- _WORK REQUEST_: The span to copy runs from the line containing "matches!(self, ListenerError::Persistence(_))" to the last line below. Copy it exactly, with nothing else.

- _MATERIAL FOR THE TASK_:

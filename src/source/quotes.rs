//! Quote source: `(number, revision)` keys

use super::http::ApiClient;
use super::parser::parse_resource;
use super::{ResourceSource, SourceError, SourceResult};
use crate::key::{KeyKind, Keyed, ResourceKey, ResourceType};
use crate::Quote;
use async_trait::async_trait;
use std::sync::Arc;

/// Endpoint answering "first quote newer than (number, revision)"
const NEXT_QUOTE_PATH: &str = "/quotes/next";

/// Polls the API's "next quote" query
///
/// Revisions of older quote numbers can appear after newer quote numbers, so
/// there is no local successor computation; the API decides what is newer.
pub struct QuoteSource {
    client: Arc<ApiClient>,
}

impl QuoteSource {
    /// Create a quote source
    pub fn new(client: Arc<ApiClient>) -> Self {
        Self { client }
    }
}

#[async_trait]
impl ResourceSource for QuoteSource {
    type Resource = Quote;

    fn resource_type(&self) -> ResourceType {
        ResourceType::quote()
    }

    fn key_kind(&self) -> KeyKind {
        KeyKind::Revisioned
    }

    async fn fetch_after(&self, key: &ResourceKey) -> SourceResult<Option<Quote>> {
        let (number, revision) = match key {
            ResourceKey::Revision(number, revision) => (*number, *revision),
            ResourceKey::Number(_) => {
                return Err(SourceError::InvalidKey(format!(
                    "quotes use (number, revision) keys, got {key}"
                )))
            }
        };

        let mut params = vec![("number", number.to_string())];
        if let Some(revision) = revision {
            params.push(("revision", revision.to_string()));
        }

        match self.client.fetch(NEXT_QUOTE_PATH, &params).await? {
            Some(value) => parse_resource(value).map(Some),
            None => Ok(None),
        }
    }

    async fn most_recent_key(&self) -> SourceResult<Option<ResourceKey>> {
        let newest = self
            .client
            .list::<Quote>(&[("sort", "-createdAt".to_string()), ("limit", "1".to_string())])
            .await?;
        Ok(newest.first().map(Keyed::unique_identifier))
    }
}
//! Listener state machine and driver loop
//!
//! # Overview
//!
//! A [`Listener`] ties a [`crate::source::ResourceSource`] to the checkpoint store and
//! a user [`Handler`]. Each [`Listener::poll_once`]:
//!
//! 1. Reads the checkpoint (or the lazily resolved default)
//! 2. Asks the source for the resource after it
//! 3. Hands it to the handler, catching errors and panics
//! 4. Records the outcome, success or not
//!
//! The [`Driver`] drains every listener once per cycle and sleeps between cycles.
//!
//! # Delivery
//!
//! At-most-once. A handler failure is recorded and never retried, so one broken
//! resource cannot block the ones after it. Handlers that want retries must do
//! them before returning.
//!
//! # Error Handling
//!
//! - Source errors end the current drain; nothing is recorded, so the next cycle
//!   retries from the same checkpoint
//! - Persistence errors are fatal and stop the driver

pub mod driver;
pub mod handler;
#[allow(clippy::module_inception)]
pub mod listener;

pub use driver::{CycleReport, Driver};
pub use handler::Handler;
pub use listener::{Listen, Listener};

use crate::checkpoint::CheckpointError;
use crate::source::SourceError;

/// Errors that end a listener drain
#[derive(Debug, thiserror::Error)]
pub enum ListenerError {
    /// Resource source failed (transport, auth, parse)
    #[error("source error: {0}")]
    Source(#[from] SourceError),

    /// Checkpoint could not be persisted
    #[error("persistence error: {0}")]
    Persistence(#[from] CheckpointError),
}

impl ListenerError {
    /// Whether the driver must stop instead of moving on
    pub fn is_fatal(&self) -> bool {
        matches!(self, ListenerError::Persistence(_))
    }

    /// Short label for logs and metrics
    pub fn kind(&self) -> &'static str {
        match self {
            ListenerError::Source(SourceError::AuthExpired(_)) => "auth",
            ListenerError::Source(_) => "transport",
            ListenerError::Persistence(_) => "persistence",
        }
    }
}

- _FINAL ANSWER_:
        matches!(self, ListenerError::Persistence(_))
    }

    /// Short label for logs and metrics
    pub fn kind(&self) -> &'static str {
        match self {
            ListenerError::Source(SourceError::AuthExpired(_)) => "auth",
            ListenerError::Source(_) => "transport",
            ListenerError::Persistence(_) => "persistence",
        }
    }
}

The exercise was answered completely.